• _TASK ITEM_:
Word for word, print every entry below.

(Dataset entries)
-- Opening Marker --

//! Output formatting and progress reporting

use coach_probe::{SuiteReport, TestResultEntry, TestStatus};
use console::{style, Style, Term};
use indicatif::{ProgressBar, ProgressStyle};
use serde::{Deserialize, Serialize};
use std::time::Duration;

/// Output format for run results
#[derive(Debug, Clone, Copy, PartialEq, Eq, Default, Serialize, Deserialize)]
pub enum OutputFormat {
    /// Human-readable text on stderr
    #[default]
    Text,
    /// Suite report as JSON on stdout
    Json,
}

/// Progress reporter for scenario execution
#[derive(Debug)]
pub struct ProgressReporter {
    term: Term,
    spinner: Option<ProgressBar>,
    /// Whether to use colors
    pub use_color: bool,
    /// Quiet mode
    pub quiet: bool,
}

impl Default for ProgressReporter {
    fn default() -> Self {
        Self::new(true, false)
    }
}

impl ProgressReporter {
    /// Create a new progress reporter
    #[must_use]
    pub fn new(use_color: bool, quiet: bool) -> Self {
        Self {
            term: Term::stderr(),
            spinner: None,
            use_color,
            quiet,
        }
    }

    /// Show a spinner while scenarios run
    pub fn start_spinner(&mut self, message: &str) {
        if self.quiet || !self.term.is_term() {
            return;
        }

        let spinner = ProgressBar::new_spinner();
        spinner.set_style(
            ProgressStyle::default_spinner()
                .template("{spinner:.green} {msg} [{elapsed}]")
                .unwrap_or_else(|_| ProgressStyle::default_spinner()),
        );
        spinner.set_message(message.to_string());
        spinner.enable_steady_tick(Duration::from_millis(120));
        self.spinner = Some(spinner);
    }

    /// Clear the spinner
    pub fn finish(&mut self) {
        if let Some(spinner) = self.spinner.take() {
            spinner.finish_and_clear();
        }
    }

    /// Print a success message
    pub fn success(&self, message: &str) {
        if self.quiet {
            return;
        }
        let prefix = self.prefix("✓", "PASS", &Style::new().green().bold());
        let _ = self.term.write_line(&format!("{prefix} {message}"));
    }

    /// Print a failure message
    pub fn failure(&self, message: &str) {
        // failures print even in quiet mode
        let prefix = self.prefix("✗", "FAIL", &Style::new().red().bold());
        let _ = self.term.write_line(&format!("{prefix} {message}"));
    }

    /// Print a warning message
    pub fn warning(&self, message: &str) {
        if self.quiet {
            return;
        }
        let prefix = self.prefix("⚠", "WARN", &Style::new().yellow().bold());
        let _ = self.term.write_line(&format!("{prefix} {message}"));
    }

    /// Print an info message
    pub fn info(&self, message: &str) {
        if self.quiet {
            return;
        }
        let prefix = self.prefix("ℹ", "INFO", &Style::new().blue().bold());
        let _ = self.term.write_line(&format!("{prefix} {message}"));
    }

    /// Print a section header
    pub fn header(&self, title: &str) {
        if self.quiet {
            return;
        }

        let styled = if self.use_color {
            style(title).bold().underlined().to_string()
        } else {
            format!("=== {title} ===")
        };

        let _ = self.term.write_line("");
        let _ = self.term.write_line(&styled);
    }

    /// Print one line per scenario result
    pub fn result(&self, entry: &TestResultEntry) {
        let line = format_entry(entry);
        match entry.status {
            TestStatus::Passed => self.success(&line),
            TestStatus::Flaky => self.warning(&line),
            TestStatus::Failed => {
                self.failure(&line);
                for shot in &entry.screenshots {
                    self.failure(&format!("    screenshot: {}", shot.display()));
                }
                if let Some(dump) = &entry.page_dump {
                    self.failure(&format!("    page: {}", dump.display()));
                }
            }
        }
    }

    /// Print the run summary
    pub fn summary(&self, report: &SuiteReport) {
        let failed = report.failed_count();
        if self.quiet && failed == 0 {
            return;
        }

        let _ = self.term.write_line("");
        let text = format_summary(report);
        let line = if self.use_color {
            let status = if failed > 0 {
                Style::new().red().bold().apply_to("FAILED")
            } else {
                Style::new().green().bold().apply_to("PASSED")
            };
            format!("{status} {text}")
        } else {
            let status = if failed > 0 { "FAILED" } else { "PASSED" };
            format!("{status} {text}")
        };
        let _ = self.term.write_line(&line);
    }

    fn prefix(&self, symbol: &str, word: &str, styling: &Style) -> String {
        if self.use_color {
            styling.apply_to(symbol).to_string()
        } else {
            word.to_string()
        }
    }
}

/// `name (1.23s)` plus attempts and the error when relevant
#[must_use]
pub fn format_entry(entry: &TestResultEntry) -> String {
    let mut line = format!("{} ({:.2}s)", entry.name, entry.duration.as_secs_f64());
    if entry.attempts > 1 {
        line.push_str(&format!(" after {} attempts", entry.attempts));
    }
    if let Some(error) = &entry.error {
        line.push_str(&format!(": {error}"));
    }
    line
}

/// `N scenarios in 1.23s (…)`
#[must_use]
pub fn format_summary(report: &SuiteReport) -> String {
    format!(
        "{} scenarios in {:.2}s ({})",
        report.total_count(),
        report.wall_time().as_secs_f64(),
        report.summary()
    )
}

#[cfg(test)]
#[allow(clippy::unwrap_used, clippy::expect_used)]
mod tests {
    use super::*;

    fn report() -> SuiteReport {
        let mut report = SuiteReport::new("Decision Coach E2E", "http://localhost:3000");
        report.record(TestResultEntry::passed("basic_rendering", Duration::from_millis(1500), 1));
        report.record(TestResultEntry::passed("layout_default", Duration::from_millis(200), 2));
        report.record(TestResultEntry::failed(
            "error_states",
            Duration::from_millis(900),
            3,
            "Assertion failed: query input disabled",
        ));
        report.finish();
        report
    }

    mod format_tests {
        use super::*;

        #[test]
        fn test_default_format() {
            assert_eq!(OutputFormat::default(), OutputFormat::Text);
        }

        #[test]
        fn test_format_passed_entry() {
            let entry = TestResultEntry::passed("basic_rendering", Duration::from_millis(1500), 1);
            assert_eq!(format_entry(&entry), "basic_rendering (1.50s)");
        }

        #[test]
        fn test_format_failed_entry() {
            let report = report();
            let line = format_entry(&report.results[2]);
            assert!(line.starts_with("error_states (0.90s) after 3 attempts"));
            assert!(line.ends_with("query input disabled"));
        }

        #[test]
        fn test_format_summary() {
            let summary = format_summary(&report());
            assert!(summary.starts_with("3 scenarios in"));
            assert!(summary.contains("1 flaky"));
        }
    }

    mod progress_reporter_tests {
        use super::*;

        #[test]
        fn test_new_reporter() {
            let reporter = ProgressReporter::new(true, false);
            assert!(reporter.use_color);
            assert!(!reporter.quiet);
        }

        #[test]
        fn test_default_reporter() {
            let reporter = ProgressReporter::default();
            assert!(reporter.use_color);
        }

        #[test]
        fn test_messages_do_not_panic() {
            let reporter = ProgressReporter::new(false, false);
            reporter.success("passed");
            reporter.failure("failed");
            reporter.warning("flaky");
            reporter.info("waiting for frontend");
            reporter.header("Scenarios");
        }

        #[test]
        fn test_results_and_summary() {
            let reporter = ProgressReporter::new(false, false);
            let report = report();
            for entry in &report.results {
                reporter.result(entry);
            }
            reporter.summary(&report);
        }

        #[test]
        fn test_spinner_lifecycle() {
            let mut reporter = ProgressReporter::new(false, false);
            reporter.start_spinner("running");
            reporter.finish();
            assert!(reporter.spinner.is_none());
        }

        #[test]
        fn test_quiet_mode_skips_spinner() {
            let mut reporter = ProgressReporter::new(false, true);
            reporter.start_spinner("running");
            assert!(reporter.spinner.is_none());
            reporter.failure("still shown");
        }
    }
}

-- Closing Marker --

• _EXERCISE SOLUTION_:
//! Output formatting and progress reporting

use coach_probe::{SuiteReport, TestResultEntry, TestStatus};
use console::{style, Style, Term};
use indicatif::{ProgressBar, ProgressStyle};
use serde::{Deserialize, Serialize};
use std::time::Duration;

/// Output format for run results
#[derive(Debug, Clone, Copy, PartialEq, Eq, Default, Serialize, Deserialize)]
pub enum OutputFormat {
    /// Human-readable text on stderr
    #[default]
    Text,
    /// Suite report as JSON on stdout
    Json,
}

/// Progress reporter for scenario execution
#[derive(Debug)]
pub struct ProgressReporter {
    term: Term,
    spinner: Option<ProgressBar>,
    /// Whether to use colors
    pub use_color: bool,
    /// Quiet mode
    pub quiet: bool,
}

impl Default for ProgressReporter {
    fn default() -> Self {
        Self::new(true, false)
    }
}

impl ProgressReporter {
    /// Create a new progress reporter
    #[must_use]
    pub fn new(use_color: bool, quiet: bool) -> Self {
        Self {
            term: Term::stderr(),
            spinner: None,
            use_color,
            quiet,
        }
    }

    /// Show a spinner while scenarios run
    pub fn start_spinner(&mut self, message: &str) {
        if self.quiet || !self.term.is_term() {
            return;
        }

        let spinner = ProgressBar::new_spinner();
        spinner.set_style(
            ProgressStyle::default_spinner()
                .template("{spinner:.green} {msg} [{elapsed}]")
                .unwrap_or_else(|_| ProgressStyle::default_spinner()),
        );
        spinner.set_message(message.to_string());
        spinner.enable_steady_tick(Duration::from_millis(120));
        self.spinner = Some(spinner);
    }

    /// Clear the spinner
    pub fn finish(&mut self) {
        if let Some(spinner) = self.spinner.take() {
            spinner.finish_and_clear();
        }
    }

    /// Print a success message
    pub fn success(&self, message: &str) {
        if self.quiet {
            return;
        }
        let prefix = self.prefix("✓", "PASS", &Style::new().green().bold());
        let _ = self.term.write_line(&format!("{prefix} {message}"));
    }

    /// Print a failure message
    pub fn failure(&self, message: &str) {
        // failures print even in quiet mode
        let prefix = self.prefix("✗", "FAIL", &Style::new().red().bold());
        let _ = self.term.write_line(&format!("{prefix} {message}"));
    }

    /// Print a warning message
    pub fn warning(&self, message: &str) {
        if self.quiet {
            return;
        }
        let prefix = self.prefix("⚠", "WARN", &Style::new().yellow().bold());
        let _ = self.term.write_line(&format!("{prefix} {message}"));
    }

    /// Print an info message
    pub fn info(&self, message: &str) {
        if self.quiet {
            return;
        }
        let prefix = self.prefix("ℹ", "INFO", &Style::new().blue().bold());
        let _ = self.term.write_line(&format!("{prefix} {message}"));
    }

    /// Print a section header
    pub fn header(&self, title: &str) {
        if self.quiet {
            return;
        }

        let styled = if self.use_color {
            style(title).bold().underlined().to_string()
        } else {
            format!("=== {title} ===")
        };

        let _ = self.term.write_line("");
        let _ = self.term.write_line(&styled);
    }

    /// Print one line per scenario result
    pub fn result(&self, entry: &TestResultEntry) {
        let line = format_entry(entry);
        match entry.status {
            TestStatus::Passed => self.success(&line),
            TestStatus::Flaky => self.warning(&line),
            TestStatus::Failed => {
                self.failure(&line);
                for shot in &entry.screenshots {
                    self.failure(&format!("    screenshot: {}", shot.display()));
                }
                if let Some(dump) = &entry.page_dump {
                    self.failure(&format!("    page: {}", dump.display()));
                }
            }
        }
    }

    /// Print the run summary
    pub fn summary(&self, report: &SuiteReport) {
        let failed = report.failed_count();
        if self.quiet && failed == 0 {
            return;
        }

        let _ = self.term.write_line("");
        let text = format_summary(report);
        let line = if self.use_color {
            let status = if failed > 0 {
                Style::new().red().bold().apply_to("FAILED")
            } else {
                Style::new().green().bold().apply_to("PASSED")
            };
            format!("{status} {text}")
        } else {
            let status = if failed > 0 { "FAILED" } else { "PASSED" };
            format!("{status} {text}")
        };
        let _ = self.term.write_line(&line);
    }

    fn prefix(&self, symbol: &str, word: &str, styling: &Style) -> String {
        if self.use_color {
            styling.apply_to(symbol).to_string()
        } else {
            word.to_string()
        }
    }
}

/// `name (1.23s)` plus attempts and the error when relevant
#[must_use]
pub fn format_entry(entry: &TestResultEntry) -> String {
    let mut line = format!("{} ({:.2}s)", entry.name, entry.duration.as_secs_f64());
    if entry.attempts > 1 {
        line.push_str(&format!(" after {} attempts", entry.attempts));
    }
    if let Some(error) = &entry.error {
        line.push_str(&format!(": {error}"));
    }
    line
}

/// `N scenarios in 1.23s (…)`
#[must_use]
pub fn format_summary(report: &SuiteReport) -> String {
    format!(
        "{} scenarios in {:.2}s ({})",
        report.total_count(),
        report.wall_time().as_secs_f64(),
        report.summary()
    )
}

#[cfg(test)]
#[allow(clippy::unwrap_used, clippy::expect_used)]
mod tests {
    use super::*;

    fn report() -> SuiteReport {
        let mut report = SuiteReport::new("Decision Coach E2E", "http://localhost:3000");
        report.record(TestResultEntry::passed("basic_rendering", Duration::from_millis(1500), 1));
        report.record(TestResultEntry::passed("layout_default", Duration::from_millis(200), 2));
        report.record(TestResultEntry::failed(
            "error_states",
            Duration::from_millis(900),
            3,
            "Assertion failed: query input disabled",
        ));
        report.finish();
        report
    }

    mod format_tests {
        use super::*;

        #[test]
        fn test_default_format() {
            assert_eq!(OutputFormat::default(), OutputFormat::Text);
        }

        #[test]
        fn test_format_passed_entry() {
            let entry = TestResultEntry::passed("basic_rendering", Duration::from_millis(1500), 1);
            assert_eq!(format_entry(&entry), "basic_rendering (1.50s)");
        }

        #[test]
        fn test_format_failed_entry() {
            let report = report();
            let line = format_entry(&report.results[2]);
            assert!(line.starts_with("error_states (0.90s) after 3 attempts"));
            assert!(line.ends_with("query input disabled"));
        }

        #[test]
        fn test_format_summary() {
            let summary = format_summary(&report());
            assert!(summary.starts_with("3 scenarios in"));
            assert!(summary.contains("1 flaky"));
        }
    }

    mod progress_reporter_tests {
        use super::*;

        #[test]
        fn test_new_reporter() {
            let reporter = ProgressReporter::new(true, false);
            assert!(reporter.use_color);
            assert!(!reporter.quiet);
        }

        #[test]
        fn test_default_reporter() {
            let reporter = ProgressReporter::default();
            assert!(reporter.use_color);
        }

        #[test]
        fn test_messages_do_not_panic() {
            let reporter = ProgressReporter::new(false, false);
            reporter.success("passed");
            reporter.failure("failed");
            reporter.warning("flaky");
            reporter.info("waiting for frontend");
            reporter.header("Scenarios");
        }

        #[test]
        fn test_results_and_summary() {
            let reporter = ProgressReporter::new(false, false);
            let report = report();
            for entry in &report.results {
                reporter.result(entry);
            }
            reporter.summary(&report);
        }

        #[test]
        fn test_spinner_lifecycle() {
            let mut reporter = ProgressReporter::new(false, false);
            reporter.start_spinner("running");
            reporter.finish();
            assert!(reporter.spinner.is_none());
        }

        #[test]
        fn test_quiet_mode_skips_spinner() {
            let mut reporter = ProgressReporter::new(false, true);
            reporter.start_spinner("running");
            assert!(reporter.spinner.is_none());
            reporter.failure("still shown");
        }
    }
}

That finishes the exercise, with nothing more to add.